Canada and Australia, the traditional middle powers, are in wait-and-see mode, despite their activist sounding diplomatic rhetoric.
It is not surprising, therefore, that hope for the summit has been pinned on Germany and China, and whether they can inject some momentum. The good news is that the truly transformative structural changes that China and Germany are bringing to the world are already happening, and have been going on for four decades. These changes have unpinned the transition to a multipolar world, and are of much greater significance than G20 summits.
Since the 1980s, German corporations, small, medium and large, have shown themselves to be some of the most proactive and committed partners to China. Volkswagen, Siemens, BASF, Lufthansa and many other small and medium-sized German companies started investing when China was far from being the “world’s factory”. They have been integral ingredients in China’s success.
Germany, from the era of former chancellor Helmut Schmidt to incumbent Chancellor Angela Merkel today, has proven itself to be an exceptionally reliable and committed partner of China. Few other countries, including my own (Canada) can match the German record.
More recently, Germany has also distinguished itself by working with China on international currency. It may come as a surprise to casual observers that Beijing has been one of the most reliable partners to eurozone. In return, Merkel expressed her country’s gratitude, standing beside Chinese President Xi Jinping in Frankfurt, in March 2014, and declared Germany’s support in internationalizing China’s currency, the renminbi.
For the Hamburg summit, Beijing and Berlin have pledged to ensure consistency between the agendas and outcomes of last year’s summit in Hangzhou and those of the on-going one.
Beijing has declared that it will spare no effort in helping the Hamburg summit achieve success, and to strengthen China-Germany cooperation under the G20 framework.
In early June, Merkel said Germany must expand its partnership with China in a “time of global insecurity”. Both countries want to send a “clear signal” about their shared desire to maintain an open world economy, free trade and globalization, though in a fairer direction. They both want to encourage the G20 countries to speed up the implementation of the Paris climate change accord, the 2030 Agenda for Sustainable Development, and to support African development.
Ironically, the G20 summits tend to gain some relevancy when the hosts can tie the agenda to the deeper national interests of the major G20 member states. For instance, one of the more significant outcomes from last year’s Hangzhou summit was the strategic work of the Green Finance Study Group. However, China’s world leading issuance of green bonds is due to the fact that Beijing is committed to green finance regardless of whether or not there is a “G20”.
Germany as the G20 chair is hesitant to spend further after millions of migrants arrived in Germany over the past three years, and with the domestic election coming in early fall.
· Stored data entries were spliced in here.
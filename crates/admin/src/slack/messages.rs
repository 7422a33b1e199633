//! Slack message builders for the AI chat confirmation flow.
//!
//! Provides factory functions for building Block Kit messages for:
//! - Tool execution confirmation requests
//! - Approval/rejection confirmations
//! - Timeout notifications

use uuid::Uuid;

use super::types::{ActionElement, Block, ButtonStyle, ContextElement, PlainText, Text};

/// Build a confirmation request message for a pending tool execution.
///
/// The message includes:
/// - Header with tool icon
/// - Tool name and description
/// - Input parameters (formatted)
/// - Requested by context
/// - Approve/Reject buttons
#[must_use]
pub fn build_confirmation_message(
    action_id: Uuid,
    tool_name: &str,
    tool_input: &serde_json::Value,
    admin_name: &str,
    domain: &str,
) -> Vec<Block> {
    let emoji = domain_emoji(domain);
    let formatted_input = format_tool_input(tool_input);

    vec![
        // Header
        Block::Header {
            text: PlainText::new(format!("{emoji} AI Action Request")),
        },
        // Tool name
        Block::Section {
            text: Text::mrkdwn(format!("*Tool:* `{tool_name}`")),
            accessory: None,
        },
        // Input parameters
        Block::Section {
            text: Text::mrkdwn(format!("*Parameters:*\n```\n{formatted_input}\n```")),
            accessory: None,
        },
        // Context: who requested
        Block::Context {
            elements: vec![ContextElement::Mrkdwn {
                text: format!("Requested by *{admin_name}* • Just now"),
            }],
        },
        // Divider
        Block::Divider,
        // Action buttons
        Block::Actions {
            elements: vec![
                ActionElement::Button {
                    text: PlainText::new("Approve"),
                    action_id: format!("approve_{action_id}"),
                    value: Some(action_id.to_string()),
                    style: Some(ButtonStyle::Primary),
                },
                ActionElement::Button {
                    text: PlainText::new("Reject"),
                    action_id: format!("reject_{action_id}"),
                    value: Some(action_id.to_string()),
                    style: Some(ButtonStyle::Danger),
                },
            ],
        },
    ]
}

/// Build an approval confirmation message (replaces the original).
#[must_use]
pub fn build_approved_message(
    tool_name: &str,
    approved_by: &str,
    result_summary: Option<&str>,
) -> Vec<Block> {
    let mut blocks = vec![
        Block::Header {
            text: PlainText::new("✅ Action Approved"),
        },
        Block::Section {
            text: Text::mrkdwn(format!("*Tool:* `{tool_name}`")),
            accessory: None,
        },
        Block::Context {
            elements: vec![ContextElement::Mrkdwn {
                text: format!("Approved by *{approved_by}*"),
            }],
        },
    ];

    if let Some(summary) = result_summary {
        blocks.push(Block::Section {
            text: Text::mrkdwn(format!("*Result:*\n```\n{summary}\n```")),
            accessory: None,
        });
    }

    blocks
}

/// Build a rejection confirmation message (replaces the original).
#[must_use]
pub fn build_rejected_message(tool_name: &str, rejected_by: &str) -> Vec<Block> {
    vec![
        Block::Header {
            text: PlainText::new("❌ Action Rejected"),
        },
        Block::Section {
            text: Text::mrkdwn(format!("*Tool:* `{tool_name}`")),
            accessory: None,
        },
        Block::Context {
            elements: vec![ContextElement::Mrkdwn {
                text: format!("Rejected by *{rejected_by}*"),
            }],
        },
    ]
}

/// Build a timeout message (replaces the original).
#[must_use]
pub fn build_timeout_message(tool_name: &str) -> Vec<Block> {
    vec![
        Block::Header {
            text: PlainText::new("⏰ Action Expired"),
        },
        Block::Section {
            text: Text::mrkdwn(format!("*Tool:* `{tool_name}`")),
            accessory: None,
        },
        Block::Context {
            elements: vec![ContextElement::Mrkdwn {
                text: "This action request has expired and was not executed.".to_string(),
            }],
        },
    ]
}

/// Build an error message for failed execution.
#[must_use]
pub fn build_error_message(tool_name: &str, error: &str) -> Vec<Block> {
    vec![
        Block::Header {
            text: PlainText::new("⚠️ Action Failed"),
        },
        Block::Section {
            text: Text::mrkdwn(format!("*Tool:* `{tool_name}`")),
            accessory: None,
        },
        Block::Section {
            text: Text::mrkdwn(format!("*Error:*\n```\n{error}\n```")),
            accessory: None,
        },
    ]
}

/// Get an emoji for a tool domain.
fn domain_emoji(domain: &str) -> &'static str {
    match domain {
        "orders" => "📦",
        "customers" => "👤",
        "products" => "🏷️",
        "inventory" => "📊",
        "collections" => "📁",
        "discounts" => "🎟️",
        "gift_cards" => "🎁",
        "fulfillment" => "🚚",
        "finance" => "💰",
        "order_editing" => "✏️",
        _ => "🔧",
    }
}

/// Format tool input as a readable string.
fn format_tool_input(input: &serde_json::Value) -> String {
    // Pretty-print JSON, but limit length
    let formatted = serde_json::to_string_pretty(input).unwrap_or_else(|_| input.to_string());

    // Truncate if too long (Slack has limits)
    if formatted.len() > 2000 {
        format!("{}...\n(truncated)", &formatted[..2000])
    } else {
        formatted
    }
}

#[cfg(test)]
mod tests {
    use super::*;
    use serde_json::json;

    #[test]
    fn test_confirmation_message_has_buttons() {
        let action_id = Uuid::new_v4();
        let blocks = build_confirmation_message(
            action_id,
            "cancel_order",
            &json!({"id": "order_123"}),
            "Adam",
            "orders",
        );

        // Should have header, two sections, context, divider, and actions
        assert_eq!(blocks.len(), 6);

        // Last block should be actions
        let last_block = blocks.get(5).expect("Expected 6 blocks");
        match last_block {
            Block::Actions { elements } => {
                assert_eq!(elements.len(), 2);
            }
            _ => panic!("Expected Actions block"),
        }
    }

    #[test]
    fn test_domain_emoji() {
        assert_eq!(domain_emoji("orders"), "📦");
        assert_eq!(domain_emoji("customers"), "👤");
        assert_eq!(domain_emoji("unknown"), "🔧");
    }
}
/// Validate that a secret is not a placeholder and has sufficient entropy.
fn validate_secret_strength(secret: &str, var_name: &str) -> Result<(), ConfigError> {
    let lower = secret.to_lowercase();

    // Check blocklist
    for pattern in PLACEHOLDER_PATTERNS {
        if lower.contains(pattern) {
            return Err(ConfigError::InsecureSecret(
                var_name.to_string(),
                format!("appears to be a placeholder (contains '{pattern}')"),
            ));
        }
    }

    // Check entropy (real secrets like API keys have high entropy)
    let entropy = shannon_entropy(secret);
    if entropy < MIN_ENTROPY_BITS_PER_CHAR {
        return Err(ConfigError::InsecureSecret(
            var_name.to_string(),
            format!(
                "entropy too low ({entropy:.2} bits/char, need >= {MIN_ENTROPY_BITS_PER_CHAR:.1}). Use a randomly generated secret."
            ),
        ));
    }

    Ok(())
}

/// Load and validate a secret from environment.
fn get_validated_secret(key: &str) -> Result<SecretString, ConfigError> {
    let value = get_required_env(key)?;
    validate_secret_strength(&value, key)?;
    Ok(SecretString::from(value))
}

#[cfg(test)]
#[allow(clippy::unwrap_used)]
mod tests {
    use super::*;

    #[test]
    fn test_shannon_entropy_empty() {
        assert!((shannon_entropy("") - 0.0).abs() < f64::EPSILON);
    }

    #[test]
    fn test_shannon_entropy_single_char() {
        // All same character = 0 entropy
        assert!((shannon_entropy("aaaaaaa") - 0.0).abs() < f64::EPSILON);
    }

    #[test]
    fn test_shannon_entropy_two_chars() {
        // "ab" has entropy of 1 bit per char (50% a, 50% b)
        let entropy = shannon_entropy("ab");
        assert!((entropy - 1.0).abs() < 0.01);
    }

    #[test]
    fn test_shannon_entropy_high() {
        // Random-looking string should have high entropy
        let entropy = shannon_entropy("aB3$xY9!mK2@nL5#");
        assert!(entropy > 3.3);
    }

    #[test]
    fn test_validate_secret_strength_placeholder() {
        let result = validate_secret_strength("your-api-key-here", "TEST_VAR");
        assert!(result.is_err());
        let err = result.unwrap_err();
        assert!(matches!(err, ConfigError::InsecureSecret(_, _)));
    }

    #[test]
    fn test_validate_secret_strength_changeme() {
        let result = validate_secret_strength("changeme123", "TEST_VAR");
        assert!(result.is_err());
    }

    #[test]
    fn test_validate_secret_strength_low_entropy() {
        let result = validate_secret_strength("aaaaaaaaaaaaaaaaaaaaaaaaaaaaaaaaa", "TEST_VAR");
        assert!(result.is_err());
        let err = result.unwrap_err();
        assert!(matches!(err, ConfigError::InsecureSecret(_, _)));
    }

    #[test]
    fn test_validate_secret_strength_valid() {
        // High-entropy random string
        let result = validate_secret_strength("aB3$xY9!mK2@nL5#pQ7&rT0*uW4^zC6", "TEST_VAR");
        assert!(result.is_ok());
    }

    #[test]
    fn test_validate_session_secret_too_short() {
        let secret = SecretString::from("short");
        let result = validate_session_secret(&secret, "TEST_SESSION");
        assert!(result.is_err());
    }

    #[test]
    fn test_validate_session_secret_valid_length() {
        let secret = SecretString::from("a".repeat(32));
        let result = validate_session_secret(&secret, "TEST_SESSION");
        assert!(result.is_ok());
    }

    #[test]
    fn test_socket_addr() {
        let config = StorefrontConfig {
            database_url: SecretString::from("postgres://localhost/test"),
            host: "127.0.0.1".parse().unwrap(),
            port: 3000,
            base_url: "http://localhost:3000".to_string(),
            session_secret: SecretString::from("x".repeat(32)),
            shopify: ShopifyStorefrontConfig {
                store: "test.myshopify.com".to_string(),
                api_version: "2026-01".to_string(),
                storefront_public_token: "public".to_string(),
                storefront_private_token: SecretString::from("private"),
                customer_shop_id: "12345678901".to_string(),
                customer_client_id: "client_id".to_string(),
                customer_client_secret: SecretString::from("client_secret"),
            },
            analytics: AnalyticsConfig::default(),
            sentry_dsn: None,
        };

        let addr = config.socket_addr();
        assert_eq!(addr.ip().to_string(), "127.0.0.1");
        assert_eq!(addr.port(), 3000);
    }

    #[test]
    fn test_shopify_config_debug_redacts_secrets() {
        let config = ShopifyStorefrontConfig {
            store: "test.myshopify.com".to_string(),
            api_version: "2026-01".to_string(),
            storefront_public_token: "public_token_value".to_string(),
            storefront_private_token: SecretString::from("super_secret_private_token"),
            customer_shop_id: "12345678901".to_string(),
            customer_client_id: "client_id_value".to_string(),
            customer_client_secret: SecretString::from("super_secret_client_secret"),
        };

        let debug_output = format!("{config:?}");

        // Public fields should be visible
        assert!(debug_output.contains("test.myshopify.com"));
        assert!(debug_output.contains("public_token_value"));
        assert!(debug_output.contains("client_id_value"));

        // Secret fields should be redacted
        assert!(debug_output.contains("[REDACTED]"));
        assert!(!debug_output.contains("super_secret_private_token"));
        assert!(!debug_output.contains("super_secret_client_secret"));
    }
}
Despite these limitations for Berlin, Hamburg is an opportunity for Beijing to not only support the German G20 chair, but also to smooth over the bilateral trade and investment tensions with Germany.
The Sino-German relationship needs to be put back onto more sustainable and strategic footing if Germany and China are to help manage the new uncertain multipolar world. This means addressing the alleged discrimination that German companies experience in China, and limited access to Chinese markets for German exporters. The watchword is “reciprocity”.
The author is an associate professor of Political Economy at York University, Canada.